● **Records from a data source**
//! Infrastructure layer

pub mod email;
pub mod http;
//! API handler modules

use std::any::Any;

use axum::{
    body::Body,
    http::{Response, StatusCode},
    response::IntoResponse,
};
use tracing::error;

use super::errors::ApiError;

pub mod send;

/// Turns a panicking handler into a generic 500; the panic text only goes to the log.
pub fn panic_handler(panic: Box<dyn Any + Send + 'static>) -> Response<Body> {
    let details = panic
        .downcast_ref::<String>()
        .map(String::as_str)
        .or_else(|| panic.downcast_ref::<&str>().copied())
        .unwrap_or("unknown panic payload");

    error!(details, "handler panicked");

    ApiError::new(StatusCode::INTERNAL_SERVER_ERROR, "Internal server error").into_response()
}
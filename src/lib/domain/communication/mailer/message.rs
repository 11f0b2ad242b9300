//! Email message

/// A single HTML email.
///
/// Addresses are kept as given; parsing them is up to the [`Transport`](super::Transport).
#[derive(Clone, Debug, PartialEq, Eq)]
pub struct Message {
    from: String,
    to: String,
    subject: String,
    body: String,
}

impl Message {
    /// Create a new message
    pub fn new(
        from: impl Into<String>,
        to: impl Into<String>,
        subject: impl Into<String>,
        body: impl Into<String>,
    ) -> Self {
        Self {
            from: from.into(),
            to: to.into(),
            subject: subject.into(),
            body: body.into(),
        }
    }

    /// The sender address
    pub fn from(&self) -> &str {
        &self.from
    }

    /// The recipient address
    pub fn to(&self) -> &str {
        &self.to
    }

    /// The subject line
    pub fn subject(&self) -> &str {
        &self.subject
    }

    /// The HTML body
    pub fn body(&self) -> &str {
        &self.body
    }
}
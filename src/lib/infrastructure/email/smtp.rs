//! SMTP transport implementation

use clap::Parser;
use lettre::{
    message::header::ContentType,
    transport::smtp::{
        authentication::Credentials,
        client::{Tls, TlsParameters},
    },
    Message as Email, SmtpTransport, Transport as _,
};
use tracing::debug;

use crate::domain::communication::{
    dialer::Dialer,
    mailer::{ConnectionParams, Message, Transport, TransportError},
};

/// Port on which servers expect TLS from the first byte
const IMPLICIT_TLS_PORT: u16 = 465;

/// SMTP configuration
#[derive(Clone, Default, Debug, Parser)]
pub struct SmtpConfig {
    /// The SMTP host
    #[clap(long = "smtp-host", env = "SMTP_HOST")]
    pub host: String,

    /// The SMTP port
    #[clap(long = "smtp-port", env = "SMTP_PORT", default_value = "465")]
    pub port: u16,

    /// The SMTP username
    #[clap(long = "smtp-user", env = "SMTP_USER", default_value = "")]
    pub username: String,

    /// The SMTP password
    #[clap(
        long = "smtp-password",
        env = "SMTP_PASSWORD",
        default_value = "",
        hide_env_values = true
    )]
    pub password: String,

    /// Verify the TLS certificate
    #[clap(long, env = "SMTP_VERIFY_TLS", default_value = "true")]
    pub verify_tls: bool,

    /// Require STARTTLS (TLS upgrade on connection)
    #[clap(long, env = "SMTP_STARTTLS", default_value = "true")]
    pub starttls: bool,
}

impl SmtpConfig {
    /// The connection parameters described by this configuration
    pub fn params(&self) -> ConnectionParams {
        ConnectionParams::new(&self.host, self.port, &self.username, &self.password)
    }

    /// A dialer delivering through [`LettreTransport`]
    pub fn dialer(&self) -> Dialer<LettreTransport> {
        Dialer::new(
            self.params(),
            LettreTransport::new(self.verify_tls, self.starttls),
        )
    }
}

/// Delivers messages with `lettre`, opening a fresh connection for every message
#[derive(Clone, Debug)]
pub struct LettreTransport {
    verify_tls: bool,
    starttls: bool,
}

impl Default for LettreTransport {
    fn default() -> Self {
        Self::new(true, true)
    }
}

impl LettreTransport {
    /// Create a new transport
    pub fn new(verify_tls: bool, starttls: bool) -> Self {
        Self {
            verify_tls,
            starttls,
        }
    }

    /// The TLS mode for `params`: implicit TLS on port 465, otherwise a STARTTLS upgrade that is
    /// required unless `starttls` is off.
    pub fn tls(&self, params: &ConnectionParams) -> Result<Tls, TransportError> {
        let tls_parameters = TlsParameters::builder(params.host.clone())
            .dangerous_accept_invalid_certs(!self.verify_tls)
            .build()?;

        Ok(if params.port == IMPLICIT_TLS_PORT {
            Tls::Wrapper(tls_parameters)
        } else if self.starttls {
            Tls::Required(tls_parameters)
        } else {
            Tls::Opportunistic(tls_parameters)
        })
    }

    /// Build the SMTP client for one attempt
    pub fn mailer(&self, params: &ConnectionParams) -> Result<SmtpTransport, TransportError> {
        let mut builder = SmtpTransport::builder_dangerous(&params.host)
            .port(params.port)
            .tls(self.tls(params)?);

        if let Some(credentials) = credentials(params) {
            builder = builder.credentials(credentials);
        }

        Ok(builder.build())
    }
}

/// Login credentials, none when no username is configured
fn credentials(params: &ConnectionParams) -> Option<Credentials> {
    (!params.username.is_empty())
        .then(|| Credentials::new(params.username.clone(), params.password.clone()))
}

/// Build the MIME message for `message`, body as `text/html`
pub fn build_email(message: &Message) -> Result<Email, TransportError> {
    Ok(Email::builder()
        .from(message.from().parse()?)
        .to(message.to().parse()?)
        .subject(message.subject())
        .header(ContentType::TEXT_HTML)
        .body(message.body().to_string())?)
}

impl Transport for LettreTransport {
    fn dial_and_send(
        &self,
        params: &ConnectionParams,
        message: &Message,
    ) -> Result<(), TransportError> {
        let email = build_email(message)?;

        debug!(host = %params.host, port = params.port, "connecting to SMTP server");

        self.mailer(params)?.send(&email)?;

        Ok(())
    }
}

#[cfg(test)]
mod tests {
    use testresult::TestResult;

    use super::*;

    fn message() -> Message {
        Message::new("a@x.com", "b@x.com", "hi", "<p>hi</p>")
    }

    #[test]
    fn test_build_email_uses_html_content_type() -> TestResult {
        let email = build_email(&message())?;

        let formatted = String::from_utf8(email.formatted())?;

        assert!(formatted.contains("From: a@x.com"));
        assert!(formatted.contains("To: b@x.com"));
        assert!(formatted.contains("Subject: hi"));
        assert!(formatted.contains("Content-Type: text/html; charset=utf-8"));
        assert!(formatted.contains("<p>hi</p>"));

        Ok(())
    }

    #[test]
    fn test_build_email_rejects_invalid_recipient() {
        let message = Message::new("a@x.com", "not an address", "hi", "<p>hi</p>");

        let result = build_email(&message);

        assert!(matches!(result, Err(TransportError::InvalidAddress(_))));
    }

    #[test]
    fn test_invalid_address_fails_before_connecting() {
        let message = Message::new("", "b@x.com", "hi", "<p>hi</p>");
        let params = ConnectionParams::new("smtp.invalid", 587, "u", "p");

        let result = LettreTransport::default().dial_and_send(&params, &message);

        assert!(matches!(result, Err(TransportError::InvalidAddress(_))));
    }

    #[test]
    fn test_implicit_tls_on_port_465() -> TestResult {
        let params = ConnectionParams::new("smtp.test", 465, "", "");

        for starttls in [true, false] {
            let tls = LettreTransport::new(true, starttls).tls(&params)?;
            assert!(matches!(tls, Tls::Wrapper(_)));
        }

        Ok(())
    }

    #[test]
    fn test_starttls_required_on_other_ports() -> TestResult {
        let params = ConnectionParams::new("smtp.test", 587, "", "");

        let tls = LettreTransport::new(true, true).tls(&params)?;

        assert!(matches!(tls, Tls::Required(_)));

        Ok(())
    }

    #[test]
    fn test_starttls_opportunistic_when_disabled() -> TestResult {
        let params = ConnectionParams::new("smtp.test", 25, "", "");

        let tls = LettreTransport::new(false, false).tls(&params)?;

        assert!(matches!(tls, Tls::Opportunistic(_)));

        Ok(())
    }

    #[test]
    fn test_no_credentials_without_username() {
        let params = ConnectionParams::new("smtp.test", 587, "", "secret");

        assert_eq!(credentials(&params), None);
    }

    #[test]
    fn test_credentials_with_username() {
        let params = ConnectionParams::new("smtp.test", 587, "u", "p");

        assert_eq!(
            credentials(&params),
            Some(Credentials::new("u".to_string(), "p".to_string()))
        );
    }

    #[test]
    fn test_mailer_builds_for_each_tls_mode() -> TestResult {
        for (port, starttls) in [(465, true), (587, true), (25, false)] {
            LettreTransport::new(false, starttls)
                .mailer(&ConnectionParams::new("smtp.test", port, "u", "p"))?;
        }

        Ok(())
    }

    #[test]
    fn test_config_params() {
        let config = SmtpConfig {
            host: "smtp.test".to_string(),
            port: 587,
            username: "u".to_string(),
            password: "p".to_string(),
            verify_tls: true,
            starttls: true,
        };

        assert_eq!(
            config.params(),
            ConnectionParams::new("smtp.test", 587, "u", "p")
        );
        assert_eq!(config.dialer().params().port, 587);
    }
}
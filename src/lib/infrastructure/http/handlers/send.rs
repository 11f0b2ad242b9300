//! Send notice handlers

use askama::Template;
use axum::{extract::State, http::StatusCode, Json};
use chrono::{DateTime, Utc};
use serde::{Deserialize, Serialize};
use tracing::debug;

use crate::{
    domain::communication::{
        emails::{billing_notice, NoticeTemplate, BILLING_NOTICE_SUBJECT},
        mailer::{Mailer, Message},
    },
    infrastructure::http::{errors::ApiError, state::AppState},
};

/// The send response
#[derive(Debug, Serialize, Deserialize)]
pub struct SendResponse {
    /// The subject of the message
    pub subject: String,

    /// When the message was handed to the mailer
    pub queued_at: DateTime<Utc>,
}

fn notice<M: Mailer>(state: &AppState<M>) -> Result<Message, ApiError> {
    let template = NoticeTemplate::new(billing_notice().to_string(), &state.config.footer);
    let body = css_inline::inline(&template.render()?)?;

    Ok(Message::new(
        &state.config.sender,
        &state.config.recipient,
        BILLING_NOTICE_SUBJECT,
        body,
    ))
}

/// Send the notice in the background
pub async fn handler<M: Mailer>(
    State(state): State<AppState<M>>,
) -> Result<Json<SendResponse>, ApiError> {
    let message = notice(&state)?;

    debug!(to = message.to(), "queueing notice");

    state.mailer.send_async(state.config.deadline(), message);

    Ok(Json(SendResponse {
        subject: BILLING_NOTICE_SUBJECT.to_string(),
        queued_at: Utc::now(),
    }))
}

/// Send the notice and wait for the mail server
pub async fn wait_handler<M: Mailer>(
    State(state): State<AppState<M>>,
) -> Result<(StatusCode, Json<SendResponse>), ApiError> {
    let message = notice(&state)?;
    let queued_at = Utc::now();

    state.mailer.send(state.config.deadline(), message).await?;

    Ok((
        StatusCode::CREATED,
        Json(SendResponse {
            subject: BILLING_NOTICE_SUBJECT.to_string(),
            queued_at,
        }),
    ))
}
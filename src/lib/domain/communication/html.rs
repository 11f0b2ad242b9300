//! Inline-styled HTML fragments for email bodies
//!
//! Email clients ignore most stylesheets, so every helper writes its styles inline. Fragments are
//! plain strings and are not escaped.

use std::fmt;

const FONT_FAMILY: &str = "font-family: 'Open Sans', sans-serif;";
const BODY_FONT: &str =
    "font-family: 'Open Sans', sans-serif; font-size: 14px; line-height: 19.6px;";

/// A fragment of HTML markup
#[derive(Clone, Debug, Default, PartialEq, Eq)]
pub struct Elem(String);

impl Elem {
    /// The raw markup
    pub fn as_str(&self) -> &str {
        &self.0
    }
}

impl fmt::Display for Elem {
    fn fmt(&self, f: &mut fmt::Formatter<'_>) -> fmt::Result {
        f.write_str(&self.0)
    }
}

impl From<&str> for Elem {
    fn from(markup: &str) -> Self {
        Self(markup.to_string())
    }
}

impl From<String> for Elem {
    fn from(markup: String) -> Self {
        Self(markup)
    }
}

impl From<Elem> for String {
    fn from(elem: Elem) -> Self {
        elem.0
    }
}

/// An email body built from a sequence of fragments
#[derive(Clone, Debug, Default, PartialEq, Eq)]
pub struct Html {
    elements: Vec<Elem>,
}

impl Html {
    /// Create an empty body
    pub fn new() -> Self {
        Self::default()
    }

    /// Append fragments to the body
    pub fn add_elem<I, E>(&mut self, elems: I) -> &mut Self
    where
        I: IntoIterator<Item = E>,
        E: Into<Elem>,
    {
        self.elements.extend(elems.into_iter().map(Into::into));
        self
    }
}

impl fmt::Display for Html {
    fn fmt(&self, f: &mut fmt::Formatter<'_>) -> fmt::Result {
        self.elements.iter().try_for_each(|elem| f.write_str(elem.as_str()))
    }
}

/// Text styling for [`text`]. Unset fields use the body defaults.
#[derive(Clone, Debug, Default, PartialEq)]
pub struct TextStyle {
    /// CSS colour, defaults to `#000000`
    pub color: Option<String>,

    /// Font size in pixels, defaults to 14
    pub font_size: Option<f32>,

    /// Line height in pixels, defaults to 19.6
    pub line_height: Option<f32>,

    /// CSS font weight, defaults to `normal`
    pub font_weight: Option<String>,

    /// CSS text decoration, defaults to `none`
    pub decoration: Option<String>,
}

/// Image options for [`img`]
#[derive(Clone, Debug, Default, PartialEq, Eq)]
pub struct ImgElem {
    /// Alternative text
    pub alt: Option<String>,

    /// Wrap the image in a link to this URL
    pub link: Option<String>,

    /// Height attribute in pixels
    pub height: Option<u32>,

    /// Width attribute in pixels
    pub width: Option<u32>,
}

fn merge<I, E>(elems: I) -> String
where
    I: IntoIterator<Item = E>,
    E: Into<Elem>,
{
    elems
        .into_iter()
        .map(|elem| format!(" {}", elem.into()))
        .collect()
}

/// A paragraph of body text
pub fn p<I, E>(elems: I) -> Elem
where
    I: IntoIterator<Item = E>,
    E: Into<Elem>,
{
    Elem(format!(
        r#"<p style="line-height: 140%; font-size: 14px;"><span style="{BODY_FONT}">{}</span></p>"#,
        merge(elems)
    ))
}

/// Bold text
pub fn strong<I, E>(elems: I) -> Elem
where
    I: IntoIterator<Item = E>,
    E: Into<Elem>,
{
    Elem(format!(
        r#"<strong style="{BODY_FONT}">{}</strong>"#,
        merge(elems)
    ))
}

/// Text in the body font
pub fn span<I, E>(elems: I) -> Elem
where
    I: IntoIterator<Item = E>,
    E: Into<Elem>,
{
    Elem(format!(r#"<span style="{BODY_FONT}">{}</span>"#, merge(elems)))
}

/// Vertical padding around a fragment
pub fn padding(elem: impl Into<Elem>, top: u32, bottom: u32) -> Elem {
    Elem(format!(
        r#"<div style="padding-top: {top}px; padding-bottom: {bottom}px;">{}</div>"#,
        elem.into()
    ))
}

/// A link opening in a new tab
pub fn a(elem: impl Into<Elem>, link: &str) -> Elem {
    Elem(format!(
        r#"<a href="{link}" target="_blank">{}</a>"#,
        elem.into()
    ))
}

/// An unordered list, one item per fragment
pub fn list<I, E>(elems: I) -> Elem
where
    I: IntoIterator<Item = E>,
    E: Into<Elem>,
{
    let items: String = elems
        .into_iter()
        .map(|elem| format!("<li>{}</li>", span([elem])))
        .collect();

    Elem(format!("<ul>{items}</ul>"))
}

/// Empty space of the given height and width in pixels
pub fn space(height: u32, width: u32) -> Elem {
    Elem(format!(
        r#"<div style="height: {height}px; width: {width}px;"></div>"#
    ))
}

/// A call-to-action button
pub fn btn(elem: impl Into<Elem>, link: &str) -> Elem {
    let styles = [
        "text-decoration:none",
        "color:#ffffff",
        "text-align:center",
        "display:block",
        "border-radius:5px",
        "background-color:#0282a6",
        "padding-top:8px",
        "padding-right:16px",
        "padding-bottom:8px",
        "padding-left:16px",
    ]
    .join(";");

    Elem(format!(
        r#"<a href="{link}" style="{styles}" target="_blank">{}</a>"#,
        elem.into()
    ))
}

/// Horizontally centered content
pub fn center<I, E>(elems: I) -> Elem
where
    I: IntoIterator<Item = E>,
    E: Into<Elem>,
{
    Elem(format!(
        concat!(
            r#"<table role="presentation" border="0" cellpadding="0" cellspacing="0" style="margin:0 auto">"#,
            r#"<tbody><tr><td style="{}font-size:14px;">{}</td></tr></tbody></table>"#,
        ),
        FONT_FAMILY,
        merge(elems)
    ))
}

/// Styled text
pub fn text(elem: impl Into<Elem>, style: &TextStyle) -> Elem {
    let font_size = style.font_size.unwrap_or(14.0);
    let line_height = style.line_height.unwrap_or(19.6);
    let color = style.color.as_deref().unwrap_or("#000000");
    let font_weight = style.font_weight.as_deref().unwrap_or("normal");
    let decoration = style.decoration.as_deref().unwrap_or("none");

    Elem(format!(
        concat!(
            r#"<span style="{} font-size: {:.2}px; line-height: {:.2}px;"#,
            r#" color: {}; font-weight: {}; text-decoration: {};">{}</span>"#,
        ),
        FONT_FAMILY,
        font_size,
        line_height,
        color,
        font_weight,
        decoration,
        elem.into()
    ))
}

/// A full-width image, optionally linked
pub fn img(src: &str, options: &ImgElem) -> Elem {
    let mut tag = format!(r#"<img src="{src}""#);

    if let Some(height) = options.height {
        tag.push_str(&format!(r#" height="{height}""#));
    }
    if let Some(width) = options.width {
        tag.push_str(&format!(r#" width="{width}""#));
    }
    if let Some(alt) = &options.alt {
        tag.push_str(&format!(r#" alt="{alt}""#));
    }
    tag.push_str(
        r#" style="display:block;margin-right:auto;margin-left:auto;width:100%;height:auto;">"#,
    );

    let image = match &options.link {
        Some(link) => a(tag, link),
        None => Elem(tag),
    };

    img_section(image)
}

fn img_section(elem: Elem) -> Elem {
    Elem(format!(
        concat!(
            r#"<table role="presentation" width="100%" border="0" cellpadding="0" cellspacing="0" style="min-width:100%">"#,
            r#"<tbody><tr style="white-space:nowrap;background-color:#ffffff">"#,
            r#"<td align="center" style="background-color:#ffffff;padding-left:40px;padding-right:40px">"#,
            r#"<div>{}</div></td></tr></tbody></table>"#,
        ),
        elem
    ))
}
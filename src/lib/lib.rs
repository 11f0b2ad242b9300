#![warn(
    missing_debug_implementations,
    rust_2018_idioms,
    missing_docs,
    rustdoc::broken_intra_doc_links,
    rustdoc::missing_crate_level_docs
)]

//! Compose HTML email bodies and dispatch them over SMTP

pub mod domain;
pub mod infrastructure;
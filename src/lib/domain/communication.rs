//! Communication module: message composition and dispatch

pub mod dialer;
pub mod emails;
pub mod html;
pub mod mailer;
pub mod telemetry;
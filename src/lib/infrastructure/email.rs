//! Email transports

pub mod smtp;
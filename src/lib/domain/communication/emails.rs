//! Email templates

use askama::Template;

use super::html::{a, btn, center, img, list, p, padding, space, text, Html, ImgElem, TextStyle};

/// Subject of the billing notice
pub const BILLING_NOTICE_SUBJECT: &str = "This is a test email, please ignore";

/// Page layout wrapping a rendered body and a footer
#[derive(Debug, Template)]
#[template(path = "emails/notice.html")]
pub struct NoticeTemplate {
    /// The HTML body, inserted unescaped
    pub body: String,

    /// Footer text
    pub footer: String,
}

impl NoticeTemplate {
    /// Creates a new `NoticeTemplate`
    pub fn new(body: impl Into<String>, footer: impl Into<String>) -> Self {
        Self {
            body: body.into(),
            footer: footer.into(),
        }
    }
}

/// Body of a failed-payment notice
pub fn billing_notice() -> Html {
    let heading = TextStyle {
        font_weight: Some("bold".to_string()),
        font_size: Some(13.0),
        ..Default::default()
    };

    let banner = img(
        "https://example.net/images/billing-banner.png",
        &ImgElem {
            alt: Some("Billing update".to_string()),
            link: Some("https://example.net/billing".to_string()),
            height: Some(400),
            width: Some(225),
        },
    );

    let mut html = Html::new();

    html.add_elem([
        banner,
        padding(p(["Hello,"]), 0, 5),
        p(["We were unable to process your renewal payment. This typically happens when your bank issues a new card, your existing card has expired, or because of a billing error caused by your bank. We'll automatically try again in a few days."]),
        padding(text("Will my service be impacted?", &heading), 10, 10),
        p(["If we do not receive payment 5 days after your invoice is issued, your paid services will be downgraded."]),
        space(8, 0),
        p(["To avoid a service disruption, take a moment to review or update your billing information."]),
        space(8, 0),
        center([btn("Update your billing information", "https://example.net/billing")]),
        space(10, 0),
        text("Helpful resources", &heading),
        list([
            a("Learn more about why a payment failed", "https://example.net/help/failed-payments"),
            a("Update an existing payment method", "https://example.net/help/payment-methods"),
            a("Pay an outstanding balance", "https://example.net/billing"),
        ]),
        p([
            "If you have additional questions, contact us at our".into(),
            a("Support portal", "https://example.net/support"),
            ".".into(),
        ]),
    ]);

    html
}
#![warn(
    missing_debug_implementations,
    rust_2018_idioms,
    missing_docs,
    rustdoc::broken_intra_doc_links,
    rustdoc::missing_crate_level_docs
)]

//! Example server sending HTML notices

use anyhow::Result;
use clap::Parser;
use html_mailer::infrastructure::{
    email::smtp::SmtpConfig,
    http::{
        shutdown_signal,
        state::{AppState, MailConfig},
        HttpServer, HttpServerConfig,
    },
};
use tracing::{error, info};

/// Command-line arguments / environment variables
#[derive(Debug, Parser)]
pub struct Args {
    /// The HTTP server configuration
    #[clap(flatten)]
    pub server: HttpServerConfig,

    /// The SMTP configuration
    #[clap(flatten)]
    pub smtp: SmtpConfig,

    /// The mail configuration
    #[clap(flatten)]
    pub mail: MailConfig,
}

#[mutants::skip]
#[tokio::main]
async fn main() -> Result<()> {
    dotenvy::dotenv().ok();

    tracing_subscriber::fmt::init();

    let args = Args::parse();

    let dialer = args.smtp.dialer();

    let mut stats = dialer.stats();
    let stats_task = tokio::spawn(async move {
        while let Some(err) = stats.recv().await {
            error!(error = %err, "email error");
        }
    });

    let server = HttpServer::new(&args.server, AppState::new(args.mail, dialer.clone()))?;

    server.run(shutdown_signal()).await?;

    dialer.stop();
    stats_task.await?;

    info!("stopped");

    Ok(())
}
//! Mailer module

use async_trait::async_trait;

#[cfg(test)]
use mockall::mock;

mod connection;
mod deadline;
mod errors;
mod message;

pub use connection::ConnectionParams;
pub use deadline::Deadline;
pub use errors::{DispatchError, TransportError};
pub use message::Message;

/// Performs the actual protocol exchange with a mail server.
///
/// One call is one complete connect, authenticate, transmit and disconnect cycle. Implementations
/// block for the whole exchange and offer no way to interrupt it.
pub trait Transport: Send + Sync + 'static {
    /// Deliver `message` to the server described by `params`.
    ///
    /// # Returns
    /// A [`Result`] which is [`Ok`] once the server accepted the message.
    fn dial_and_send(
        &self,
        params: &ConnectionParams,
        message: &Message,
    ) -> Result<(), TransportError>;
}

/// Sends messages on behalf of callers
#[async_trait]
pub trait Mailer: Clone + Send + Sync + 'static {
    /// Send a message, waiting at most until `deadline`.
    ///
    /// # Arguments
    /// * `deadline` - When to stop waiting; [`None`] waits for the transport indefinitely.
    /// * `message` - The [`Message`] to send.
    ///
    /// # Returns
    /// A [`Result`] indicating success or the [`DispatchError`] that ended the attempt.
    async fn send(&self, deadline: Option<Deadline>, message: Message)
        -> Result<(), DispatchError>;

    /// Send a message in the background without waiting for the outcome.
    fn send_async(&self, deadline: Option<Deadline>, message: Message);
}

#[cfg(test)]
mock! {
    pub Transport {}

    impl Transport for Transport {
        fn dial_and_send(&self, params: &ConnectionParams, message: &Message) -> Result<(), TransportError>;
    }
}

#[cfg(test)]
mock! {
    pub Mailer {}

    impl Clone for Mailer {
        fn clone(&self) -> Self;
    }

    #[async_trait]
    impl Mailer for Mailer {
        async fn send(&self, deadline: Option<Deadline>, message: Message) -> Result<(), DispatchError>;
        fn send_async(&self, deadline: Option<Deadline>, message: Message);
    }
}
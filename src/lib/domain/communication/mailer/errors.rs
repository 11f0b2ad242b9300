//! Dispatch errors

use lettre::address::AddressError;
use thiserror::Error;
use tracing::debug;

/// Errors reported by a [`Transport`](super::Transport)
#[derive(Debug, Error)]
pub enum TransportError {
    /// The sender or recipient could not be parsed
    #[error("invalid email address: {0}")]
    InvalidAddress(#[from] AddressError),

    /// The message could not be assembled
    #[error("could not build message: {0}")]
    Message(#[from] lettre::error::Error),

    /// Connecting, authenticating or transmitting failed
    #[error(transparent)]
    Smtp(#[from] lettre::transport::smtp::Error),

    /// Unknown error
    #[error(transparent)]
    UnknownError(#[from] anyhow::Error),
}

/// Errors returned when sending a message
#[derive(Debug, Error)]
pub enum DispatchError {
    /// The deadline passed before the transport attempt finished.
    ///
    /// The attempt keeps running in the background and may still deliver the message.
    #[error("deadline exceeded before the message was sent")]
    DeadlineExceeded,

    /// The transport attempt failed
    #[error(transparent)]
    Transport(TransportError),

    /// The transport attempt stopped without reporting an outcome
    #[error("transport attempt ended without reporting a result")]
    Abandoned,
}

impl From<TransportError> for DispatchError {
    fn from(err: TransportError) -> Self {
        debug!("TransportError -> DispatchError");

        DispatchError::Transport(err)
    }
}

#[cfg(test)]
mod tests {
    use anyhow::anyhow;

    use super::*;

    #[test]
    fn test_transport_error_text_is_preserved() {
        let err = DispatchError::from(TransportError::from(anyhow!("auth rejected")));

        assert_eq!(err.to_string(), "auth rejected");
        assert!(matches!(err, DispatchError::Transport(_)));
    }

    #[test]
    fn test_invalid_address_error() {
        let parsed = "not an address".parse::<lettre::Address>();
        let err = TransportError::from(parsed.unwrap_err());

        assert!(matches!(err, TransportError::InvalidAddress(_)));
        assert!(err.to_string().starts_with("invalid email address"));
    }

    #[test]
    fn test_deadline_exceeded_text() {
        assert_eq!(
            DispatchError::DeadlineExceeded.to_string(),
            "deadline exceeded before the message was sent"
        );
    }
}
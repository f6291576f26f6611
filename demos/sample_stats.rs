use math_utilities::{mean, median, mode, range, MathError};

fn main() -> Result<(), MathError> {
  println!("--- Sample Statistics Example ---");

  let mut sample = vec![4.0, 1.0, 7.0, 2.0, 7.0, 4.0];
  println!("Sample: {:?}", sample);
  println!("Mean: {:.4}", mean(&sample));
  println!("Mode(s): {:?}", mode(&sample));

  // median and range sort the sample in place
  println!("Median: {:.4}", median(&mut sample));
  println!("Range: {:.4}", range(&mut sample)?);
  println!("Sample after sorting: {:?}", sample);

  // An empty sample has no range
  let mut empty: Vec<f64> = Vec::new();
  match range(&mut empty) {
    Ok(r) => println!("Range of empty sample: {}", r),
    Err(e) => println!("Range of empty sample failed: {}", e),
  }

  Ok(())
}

● **YOUR TASK**
Above are the entries; copy out every line among them that contains the word "role".

● **EXERCISE RESULT**
            r#"<table role="presentation" border="0" cellpadding="0" cellspacing="0" style="margin:0 auto">"#,
            r#"<table role="presentation" width="100%" border="0" cellpadding="0" cellspacing="0" style="min-width:100%">"#,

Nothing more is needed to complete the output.